By far the oddest thing in Drunken Master, though, has nothing to do with the way the film was originally made, but rather, how it was ultimately presented to English-speaking audiences. You've seen dubbed movies from Hong Kong. You've seen Hong Kong movies in Chinese with English subtitles. But when was the last time you remember seeing both at once? And presented totally randomly, at that?

That's right, while 80 percent of the spoken dialogue in this film is Chinese -- and even that's badly post-dubbed, as was par for the course for logistical reasons -- the other 20 percent is English. And it's interspersed completely randomly, sometimes changing to English and back again in the same scene for no apparent reason. It's almost as though a full English dub was not possible for some reason, but they figured they'd hook western audiences by giving at least a little English, to make the medicine of reading subtitles go down more easily. Of course, the subtitles don't actually go away when the dialogue switches to English, they just duplicate the spoken word.

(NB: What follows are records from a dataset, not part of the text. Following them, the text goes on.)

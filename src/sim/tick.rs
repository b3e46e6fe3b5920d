//! Fixed timestep simulation tick
//!
//! Core game loop that advances simulation deterministically.

use super::maze::{Direction, Tile};
use super::movement::advance;
use super::pathfinding::first_step_toward;
use super::state::{Fruit, GamePhase, GameState, GhostMode};
use crate::audio::{AudioBus, AudioCue};
use crate::consts::*;

/// Input for a single tick
#[derive(Debug, Clone, Default)]
pub struct TickInput {
    /// Direction intent; `None` leaves the buffered turn untouched
    pub direction: Direction,
}

/// One-shot control signals, consumed (cleared) by `apply_controls`
#[derive(Debug, Clone, Default, PartialEq, Eq)]
pub struct Controls {
    pub start: bool,
    pub pause: bool,
    pub restart: bool,
}

/// Fixed tile where fruit appears
pub const FRUIT_TILE: Tile = Tile::new(9, 10);

/// Buffer a turn for the player
pub fn set_player_direction(state: &mut GameState, direction: Direction) {
    state.player.next_dir = direction;
}

/// Reinitialize everything for a new round and start playing
pub fn reset_round(state: &mut GameState) {
    let fresh = GameState::with_round_length(state.maze.clone(), state.round_seconds);
    *state = GameState {
        phase: GamePhase::Playing,
        message: String::new(),
        ..fresh
    };
    log::info!(
        "Round started: {} pellets, {:.0}s on the clock",
        state.pellets.len(),
        state.round_seconds
    );
}

/// Process start/pause/restart once per frame, before ticks are drained
pub fn apply_controls(state: &mut GameState, controls: &mut Controls) {
    if std::mem::take(&mut controls.start)
        && matches!(state.phase, GamePhase::Title | GamePhase::GameOver)
    {
        reset_round(state);
        return;
    }

    if std::mem::take(&mut controls.pause) {
        match state.phase {
            GamePhase::Playing => {
                state.phase = GamePhase::Paused;
                state.message = "Paused".to_string();
            }
            GamePhase::Paused => {
                state.phase = GamePhase::Playing;
                state.message.clear();
            }
            _ => {}
        }
    }

    // Nothing but un-pause gets through while paused
    if state.phase == GamePhase::Paused {
        return;
    }

    if std::mem::take(&mut controls.restart) {
        reset_round(state);
    }
}

/// Advance the game state by one fixed timestep
pub fn tick(state: &mut GameState, input: &TickInput, dt: f32, audio: &mut AudioBus) {
    if input.direction != Direction::None {
        set_player_direction(state, input.direction);
    }

    if state.phase != GamePhase::Playing {
        return;
    }

    advance_clock(state, dt);
    update_speed_phase(state, audio);

    if state.time_left <= 0.0 {
        end_round(state, "Time Up! Press R to Restart", audio);
        return;
    }

    advance_mode_timer(state, dt, audio);
    update_frightened(state, dt);

    state.player.speed = PLAYER_SPEED * state.speed_multiplier;
    advance(&mut state.player, &state.maze, dt);

    consume_pellets(state, audio);
    update_fruit(state);
    move_ghosts(state, dt);
    handle_fruit_pickup(state, audio);
    handle_collisions(state, audio);

    if state.pellets.is_empty() {
        state.phase = GamePhase::GameOver;
        state.message = "Clear! Press R to Play Again".to_string();
        log::info!("Maze cleared with score {}", state.score.score);
    }
}

fn advance_clock(state: &mut GameState, dt: f32) {
    state.elapsed += f64::from(dt);
    state.time_left = (f64::from(state.round_seconds) - state.elapsed).max(0.0) as f32;
}

/// Multiplier for the remaining round time
pub fn speed_multiplier_for(time_left: f32) -> f32 {
    if time_left <= FINAL_THRESHOLD {
        FINAL_MULTIPLIER
    } else if time_left <= LATE_THRESHOLD {
        LATE_MULTIPLIER
    } else {
        1.0
    }
}

fn update_speed_phase(state: &mut GameState, audio: &mut AudioBus) {
    let previous = state.speed_multiplier;
    state.speed_multiplier = speed_multiplier_for(state.time_left);
    if previous != state.speed_multiplier {
        log::debug!(
            "Speed multiplier {} -> {} at {:.1}s left",
            previous,
            state.speed_multiplier,
            state.time_left
        );
        audio.emit(AudioCue::PhaseShift);
    }
}

fn end_round(state: &mut GameState, message: &str, audio: &mut AudioBus) {
    state.phase = GamePhase::GameOver;
    state.message = message.to_string();
    log::info!("{} (score {})", message, state.score.score);
    audio.emit(AudioCue::GameOver);
}

fn advance_mode_timer(state: &mut GameState, dt: f32, audio: &mut AudioBus) {
    if !state.schedule.advance(dt) {
        return;
    }
    let mode = state.schedule.current_mode();
    log::debug!("Mode pattern entry {} ({:?})", state.schedule.index, mode);
    for ghost in &mut state.ghosts {
        if matches!(ghost.mode, GhostMode::Scatter | GhostMode::Chase) {
            ghost.mode = mode;
        }
    }
    audio.emit(AudioCue::PhaseShift);
}

fn update_frightened(state: &mut GameState, dt: f32) {
    if state.frightened_timer <= 0.0 {
        return;
    }
    state.frightened_timer = (state.frightened_timer - dt).max(0.0);
    if state.frightened_timer <= 0.0 {
        let mode = state.schedule.current_mode();
        for ghost in &mut state.ghosts {
            if ghost.mode == GhostMode::Frightened {
                ghost.mode = mode;
            }
        }
    }
}

fn consume_pellets(state: &mut GameState, audio: &mut AudioBus) {
    let tile = state.player.tile;
    if state.pellets.remove(&tile) {
        state.score.award_pellet();
        audio.emit(AudioCue::Pellet);
    }
    if state.power_pellets.remove(&tile) {
        state.score.award_power_pellet();
        state.frightened_timer = FRIGHTENED_SECONDS;
        for ghost in &mut state.ghosts {
            if ghost.mode != GhostMode::Eaten {
                ghost.mode = GhostMode::Frightened;
            }
        }
        audio.emit(AudioCue::PowerUp);
    }
}
//! Score ledger with chained ghost-capture combos

use serde::{Deserialize, Serialize};

use crate::consts::{GHOST_BASE_POINTS, PELLET_POINTS, POWER_PELLET_POINTS};

/// Per-round score. Replaced, never merged, on round reset.
#[derive(Debug, Clone, Default, PartialEq, Eq, Serialize, Deserialize)]
pub struct ScoreLedger {
    pub score: u64,
    /// Captures since the last power pellet
    pub combo_chain: u32,
    /// Running maximum of `combo_chain`
    pub max_combo: u32,
}

impl ScoreLedger {
    pub fn new() -> Self {
        Self::default()
    }

    pub fn award_pellet(&mut self) {
        self.score += PELLET_POINTS;
    }

    /// Power pellet: flat points and a fresh chain
    pub fn award_power_pellet(&mut self) {
        self.score += POWER_PELLET_POINTS;
        self.combo_chain = 0;
    }

    pub fn award_fruit(&mut self, value: u64) {
        self.score += value;
    }

    /// Ghost capture. The chain increments first, then
    /// `points = 200 * train_index * chain`. Returns the points awarded.
    pub fn award_ghost_capture(&mut self, train_index: u32) -> u64 {
        self.combo_chain += 1;
        self.max_combo = self.max_combo.max(self.combo_chain);
        let points = GHOST_BASE_POINTS * u64::from(train_index) * u64::from(self.combo_chain);
        self.score += points;
        points
    }
}
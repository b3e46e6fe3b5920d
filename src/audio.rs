//! Audio notification bus
//!
//! The simulation emits fire-and-forget cues synchronously during a tick.
//! Sound adapters subscribe with a callback and get a `Subscription` token
//! back; handing the token to `unsubscribe` removes the listener. Delivery is
//! at most once per occurrence with no queueing or acknowledgment.

use std::fmt;

/// Sound cue tags
#[derive(Debug, Clone, Copy, PartialEq, Eq, Hash)]
pub enum AudioCue {
    /// Pellet eaten
    Pellet,
    /// Power pellet eaten
    PowerUp,
    /// Frightened ghost captured
    GhostEat,
    /// Scatter/chase switch or speed multiplier change
    PhaseShift,
    /// Fruit collected
    Fruit,
    /// Round lost (caught or time up)
    GameOver,
}

impl AudioCue {
    pub fn as_str(&self) -> &'static str {
        match self {
            AudioCue::Pellet => "pellet",
            AudioCue::PowerUp => "powerUp",
            AudioCue::GhostEat => "ghostEat",
            AudioCue::PhaseShift => "phaseShift",
            AudioCue::Fruit => "fruit",
            AudioCue::GameOver => "gameOver",
        }
    }
}

/// Token returned by `AudioBus::subscribe`
#[derive(Debug, PartialEq, Eq, Hash)]
#[must_use = "dropping the token makes the listener impossible to remove"]
pub struct Subscription(u64);

type Listener = Box<dyn FnMut(AudioCue)>;

/// Observer registry for audio cues
#[derive(Default)]
pub struct AudioBus {
    listeners: Vec<(u64, Listener)>,
    next_id: u64,
}

impl AudioBus {
    pub fn new() -> Self {
        Self::default()
    }

    /// Register a listener; it sees every cue emitted from now on
    pub fn subscribe(&mut self, listener: impl FnMut(AudioCue) + 'static) -> Subscription {
        let id = self.next_id;
        self.next_id += 1;
        self.listeners.push((id, Box::new(listener)));
        Subscription(id)
    }

    /// Remove a listener. Returns false if it was already gone.
    pub fn unsubscribe(&mut self, subscription: Subscription) -> bool {
        let before = self.listeners.len();
        self.listeners.retain(|(id, _)| *id != subscription.0);
        self.listeners.len() != before
    }

    /// Deliver a cue to every current listener, in subscription order
    pub fn emit(&mut self, cue: AudioCue) {
        for (_, listener) in self.listeners.iter_mut() {
            listener(cue);
        }
    }

    pub fn listener_count(&self) -> usize {
        self.listeners.len()
    }
}

impl fmt::Debug for AudioBus {
    fn fmt(&self, f: &mut fmt::Formatter<'_>) -> fmt::Result {
        f.debug_struct("AudioBus")
            .field("listeners", &self.listeners.len())
            .finish()
    }
}

/// Bus with a single listener that records every cue
#[cfg(test)]
pub(crate) fn recording_bus() -> (AudioBus, std::rc::Rc<std::cell::RefCell<Vec<AudioCue>>>) {
    use std::cell::RefCell;
    use std::rc::Rc;

    let cues = Rc::new(RefCell::new(Vec::new()));
    let mut bus = AudioBus::new();
    let sink = Rc::clone(&cues);
    let _subscription = bus.subscribe(move |cue| sink.borrow_mut().push(cue));
    (bus, cues)
}
//! Idle/demo mode - a seeded random walker that plays the player
//!
//! Decides only when the player reaches a new tile, and only when it is
//! stalled against a wall or standing on a junction. Seeded, so a demo run
//! with the same seed replays identically.

use rand::{Rng, SeedableRng};
use rand_pcg::Pcg32;

use super::maze::{Direction, Tile};
use super::movement::can_move;
use super::state::GameState;

#[derive(Debug, Clone)]
pub struct Autopilot {
    rng: Pcg32,
    last_tile: Option<Tile>,
}

impl Autopilot {
    pub fn new(seed: u64) -> Self {
        Self {
            rng: Pcg32::seed_from_u64(seed),
            last_tile: None,
        }
    }

    /// Direction intent for this frame (`None` = keep going)
    pub fn steer(&mut self, state: &GameState) -> Direction {
        let player = &state.player;
        let stalled = !can_move(&state.maze, player.tile, player.dir);
        if !stalled && self.last_tile == Some(player.tile) {
            return Direction::None;
        }
        self.last_tile = Some(player.tile);

        let exits: Vec<Direction> = Direction::SEARCH_ORDER
            .into_iter()
            .filter(|&dir| can_move(&state.maze, player.tile, dir))
            .collect();
        if exits.is_empty() || (!stalled && exits.len() <= 2) {
            return Direction::None;
        }

        // Avoid doubling back unless it is the only way out
        let forward: Vec<Direction> = exits
            .iter()
            .copied()
            .filter(|&dir| dir != player.dir.opposite())
            .collect();
        let pool = if forward.is_empty() { &exits } else { &forward };
        pool[self.rng.random_range(0..pool.len())]
    }
}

There was enough about Drunken Master that didn't quite work for me that I was ready to go marginally negative on it until the last 30 minutes redeemed it to a marginally positive review. And indeed, it was fun to see some of the on-screen origins of a first-rate physical dynamo.

What's up for February? Possibly Akira Kurosawa's High and Low. I've reserved it from the library, anyway. In delving into more of the catalogue of one of my favorite directors, I actually feel more of an interest in The Hidden Fortress, Stray Dog and Dreams, but this is the one that I could easily source for free, so in February it shall be.